Diğer bir kısım âlimler ise Necm Suresinin 4 ve 5. ayetlerinde: “O, kendi arzusuna göre konuşmaz. O’nun sözü kendisine gelen vahyden başka bir şey değildir” buyurulmasını delil göstererek Hz. Peygamber’in sözlerinin de nihayet vahye müstenid olduğunu, lafzı Hz. Peygamber’e, manâsı Allah Teâlâ’ya ait kudsî hadislerin bulunduğunu, dolayısıyla bunların da birer vahy olduğunu göz önünde bulundurarak Hz. Peygamber’in sözlerinin Kur’an ayetini neshedebileceğini ileri sürmüşlerdir. Yalnız burada bir şart ileri sürülmektedir ki buna göre Kur’an ayetini neshedebilecek hadisin Hz. Peygamber’in şahsî ictihadına dayanmaması gerekir. Allah Resulünün bizzat kendi ictihadı olduğunu belirttiği söz ve sünneti Kur’an ayetini neshedemez (Bu görüşü İbn Habîb en-Neysâbûrî tefsirinde naklediyor, bk. Suyutî, el-İtkân, II, 21.)

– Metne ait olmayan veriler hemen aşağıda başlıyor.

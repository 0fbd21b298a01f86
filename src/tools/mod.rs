//! Tool dispatch for runs paused on `requires_action`.

pub mod arguments;
pub mod builtin;
pub mod dispatch;
pub mod registry;
pub mod tool;

pub use arguments::ToolArguments;
pub use dispatch::ToolDispatcher;
pub use registry::ToolRegistry;
pub use tool::{AgentTool, Tool, ToolContext};
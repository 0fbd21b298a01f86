//! Typed access to tool call arguments.

use crate::error::{RelayError, Result};

/// Parsed tool call arguments.
#[derive(Debug, Clone)]
pub struct ToolArguments {
    value: serde_json::Value,
}

impl ToolArguments {
    pub fn new(value: serde_json::Value) -> Self {
        Self { value }
    }

    /// Parse the JSON-encoded argument string sent with a tool call.
    ///
    /// An empty string is an empty object.
    pub fn from_raw(raw: &str) -> Result<Self> {
        let trimmed = raw.trim();
        if trimmed.is_empty() {
            return Ok(Self::new(serde_json::json!({})));
        }
        serde_json::from_str(trimmed).map(Self::new).map_err(|e| {
            RelayError::InvalidArgument(format!("Failed to parse arguments: {e}"))
        })
    }

    /// Get the raw JSON value.
    pub fn raw(&self) -> &serde_json::Value {
        &self.value
    }

    /// Get a string argument by key.
    pub fn get_str(&self, key: &str) -> Result<&str> {
        self.value
            .get(key)
            .and_then(|v| v.as_str())
            .ok_or_else(|| RelayError::InvalidArgument(format!("Missing string argument: {key}")))
    }
}

#[cfg(test)]
mod tests {
    use super::*;

    #[test]
    fn parses_encoded_object() {
        let args = ToolArguments::from_raw(r#"{"command":"status"}"#).unwrap();
        assert_eq!(args.get_str("command").unwrap(), "status");
        assert!(matches!(
            args.get_str("missing"),
            Err(RelayError::InvalidArgument(_))
        ));
    }

    #[test]
    fn empty_string_is_empty_object() {
        let args = ToolArguments::from_raw("  ").unwrap();
        assert_eq!(args.raw(), &serde_json::json!({}));
    }

    #[test]
    fn invalid_json_is_invalid_argument() {
        let err = ToolArguments::from_raw("{command:").unwrap_err();
        assert!(matches!(err, RelayError::InvalidArgument(_)));
    }
}
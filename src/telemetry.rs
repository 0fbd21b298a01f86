//! Process-wide tracing setup.

use tracing_subscriber::EnvFilter;

/// Install the fmt subscriber. `RUST_LOG` refines the default `info` level.
pub fn init() {
    let filter = EnvFilter::try_from_default_env().unwrap_or_else(|_| EnvFilter::new("info"));
    let _ = tracing_subscriber::fmt()
        .with_env_filter(filter)
        .with_target(false)
        .try_init();
}
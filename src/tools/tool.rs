//! Tool trait and closure-based tool wrapper.

use std::future::Future;
use std::pin::Pin;
use std::sync::Arc;

use async_trait::async_trait;
use bon::Builder;

use super::arguments::ToolArguments;
use crate::error::RelayError;

/// Context available during tool execution.
#[derive(Debug, Clone, Default, Builder)]
pub struct ToolContext {
    /// Backend server the connection is scoped to.
    #[builder(into)]
    pub server_id: Option<String>,
    #[builder(into)]
    pub tool_call_id: Option<String>,
}

/// Core tool trait; implement to add a tool to the registry.
#[async_trait]
pub trait Tool: Send + Sync {
    /// Tool name (must match what the assistant calls).
    fn name(&self) -> &str;

    /// Execute the tool with parsed arguments.
    async fn execute(
        &self,
        args: &ToolArguments,
        ctx: &ToolContext,
    ) -> Result<serde_json::Value, RelayError>;
}

type ToolHandler = dyn Fn(
        ToolArguments,
        ToolContext,
    ) -> Pin<Box<dyn Future<Output = Result<serde_json::Value, RelayError>> + Send>>
    + Send
    + Sync;

/// Closure-based tool for quick tool creation.
pub struct AgentTool {
    name: String,
    handler: Arc<ToolHandler>,
}

impl AgentTool {
    /// Create a tool from a closure.
    pub fn new<F, Fut>(name: impl Into<String>, handler: F) -> Self
    where
        F: Fn(ToolArguments, ToolContext) -> Fut + Send + Sync + 'static,
        Fut: Future<Output = Result<serde_json::Value, RelayError>> + Send + 'static,
    {
        Self {
            name: name.into(),
            handler: Arc::new(move |args, ctx| Box::pin(handler(args, ctx))),
        }
    }
}

#[async_trait]
impl Tool for AgentTool {
    fn name(&self) -> &str {
        &self.name
    }

    async fn execute(
        &self,
        args: &ToolArguments,
        ctx: &ToolContext,
    ) -> Result<serde_json::Value, RelayError> {
        (self.handler)(args.clone(), ctx.clone()).await
    }
}

impl std::fmt::Debug for AgentTool {
    fn fmt(&self, f: &mut std::fmt::Formatter<'_>) -> std::fmt::Result {
        f.debug_struct("AgentTool")
            .field("name", &self.name)
            .finish()
    }
}
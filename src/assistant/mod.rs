//! Assistant run streaming.
//!
//! Wraps the remote assistant service behind [`AssistantBackend`]: thread
//! creation, message append, streamed runs and tool-output submission. Runs
//! are consumed as a lazy, ordered, finite [`RunEventStream`]; a run paused
//! on [`RunEvent::RequiresAction`] continues on the stream returned by
//! [`AssistantBackend::submit_tool_outputs`].

pub mod events;
pub mod openai;
pub mod types;

pub use events::{decode_frame, Decoded, RunEvent};
pub use openai::OpenAiAssistants;
pub use types::{ContentPart, Role, RunRef, ThreadMessage, ToolCall, ToolOutput};

use async_trait::async_trait;
use futures::stream::BoxStream;

use crate::error::Result;

/// Ordered run events. Transport failures arrive as [`RunEvent::Failed`].
pub type RunEventStream = BoxStream<'static, RunEvent>;

/// Remote assistant service operations used by a session.
#[async_trait]
pub trait AssistantBackend: Send + Sync {
    /// Create a thread seeded with its first message; returns the thread id.
    async fn create_thread(&self, message: &ThreadMessage) -> Result<String>;

    /// Append a message to an existing thread.
    async fn append_message(&self, thread_id: &str, message: &ThreadMessage) -> Result<()>;

    /// Start a run of `assistant_id` over the thread and stream its events.
    async fn stream_run(&self, thread_id: &str, assistant_id: &str) -> Result<RunEventStream>;

    /// Resume a paused run with one output per requested tool call.
    async fn submit_tool_outputs(
        &self,
        run: &RunRef,
        outputs: &[ToolOutput],
    ) -> Result<RunEventStream>;
}
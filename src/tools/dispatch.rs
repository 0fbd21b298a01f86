//! Concurrent, best-effort execution of a batch of tool calls.

use std::sync::Arc;

use futures::future::join_all;
use tracing::{debug, error, warn};

use super::arguments::ToolArguments;
use super::registry::ToolRegistry;
use super::tool::{Tool, ToolContext};
use crate::assistant::{ToolCall, ToolOutput};
use crate::error::RelayError;

/// Resolves tool calls against a [`ToolRegistry`] and runs them.
#[derive(Debug, Clone)]
pub struct ToolDispatcher {
    registry: Arc<ToolRegistry>,
}

impl ToolDispatcher {
    pub fn new(registry: ToolRegistry) -> Self {
        Self {
            registry: Arc::new(registry),
        }
    }

    pub fn registry(&self) -> &ToolRegistry {
        &self.registry
    }

    /// Run every call concurrently and wait for all of them.
    ///
    /// Returns exactly one [`ToolOutput`] per call, correlated by
    /// `tool_call_id`. An unknown tool yields an empty output; a failing or
    /// panicking tool yields `{"error": ...}`. Neither affects its siblings.
    pub async fn dispatch(&self, calls: &[ToolCall], server_id: Option<&str>) -> Vec<ToolOutput> {
        let tasks = calls.iter().map(|call| {
            let tool = self.registry.get(&call.name).cloned();
            let call = call.clone();
            let ctx = ToolContext {
                server_id: server_id.map(str::to_string),
                tool_call_id: Some(call.id.clone()),
            };
            async move {
                let output = match tool {
                    Some(tool) => run_isolated(tool, &call, ctx).await,
                    None => {
                        warn!(tool = %call.name, tool_call_id = %call.id, "unknown tool requested");
                        String::new()
                    }
                };
                ToolOutput {
                    tool_call_id: call.id,
                    output,
                }
            }
        });

        join_all(tasks).await
    }
}

async fn run_isolated(tool: Arc<dyn Tool>, call: &ToolCall, ctx: ToolContext) -> String {
    let raw = call.arguments.clone();
    let handle = tokio::spawn(async move {
        let args = ToolArguments::from_raw(&raw)?;
        tool.execute(&args, &ctx).await
    });

    let result = match handle.await {
        Ok(result) => result,
        Err(join_err) => Err(RelayError::tool(&call.name, join_err.to_string())),
    };

    match result {
        Ok(value) => {
            debug!(tool = %call.name, tool_call_id = %call.id, "tool call finished");
            value.to_string()
        }
        Err(e) => {
            error!(
                tool = %call.name,
                tool_call_id = %call.id,
                category = ?e.category(),
                error = %e,
                "tool call failed"
            );
            serde_json::json!({ "error": e.to_string() }).to_string()
        }
    }
}
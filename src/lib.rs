//! Realtime relay between chat clients and a tool-augmented assistant.
//!
//! Each WebSocket connection gets a [`session::Session`] that owns one
//! assistant thread. Client messages start streamed runs whose text is
//! relayed back as `message-stream-*` events; runs that pause for tool calls
//! are resumed with the outputs of the [`tools`] dispatched for them.

pub mod assistant;
pub mod cli;
pub mod config;
pub mod error;
pub mod gateway;
pub mod http;
pub mod server;
pub mod session;
pub mod telemetry;
pub mod tools;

Neshin Türleri Usûl âlimleri neshi, değişik bakış açılarından bazı türlere ayırmışlardır:
1) Kur’an’ın Kur’an’la neshi: Buna Bakara 180. ayetinin Nisâ 11. ayeti ile neshi misal olarak gösterilebilir.
2) Kur’an’ın Sünnetle neshi: İmam Mâlik, Ebu Hanife’nin öğrencileri ve cumhuru mütekellimîn bu tür neshin caiz olduğu görüşündedirler. İki görüşünden birinde İmam Şâfiî ile İmam Ahmed, İbn Hanbel ve Zahirilerin çoğu da bu tür neshin caiz olmadığı görüşündedirler. Sünnetin Kur’an’ı neshini caiz görenler buna Bakara Suresinin 180 ayetinin “Varise vasıyyet yoktur” (Buhârî, Vasâyâ, 6; Ebu Davud, Vasâyâ, 6; Buyu’, 88; Tirmîzi, Vasaya, 5) hadisi ile mensuh olduğunu söylemektedirler.
3) Sünnetin Kur’an’la neshi: Hz. Peygamber’in kendi re’yi ile Mekke-i Mükerreme’de Beytul-Makdis’e doğru namaz kılarken daha sonraları bunun el-Bakara 144. ayeti ile neshedilip kıblenin Kabeye çevrilmesi örnek gösterilebilir.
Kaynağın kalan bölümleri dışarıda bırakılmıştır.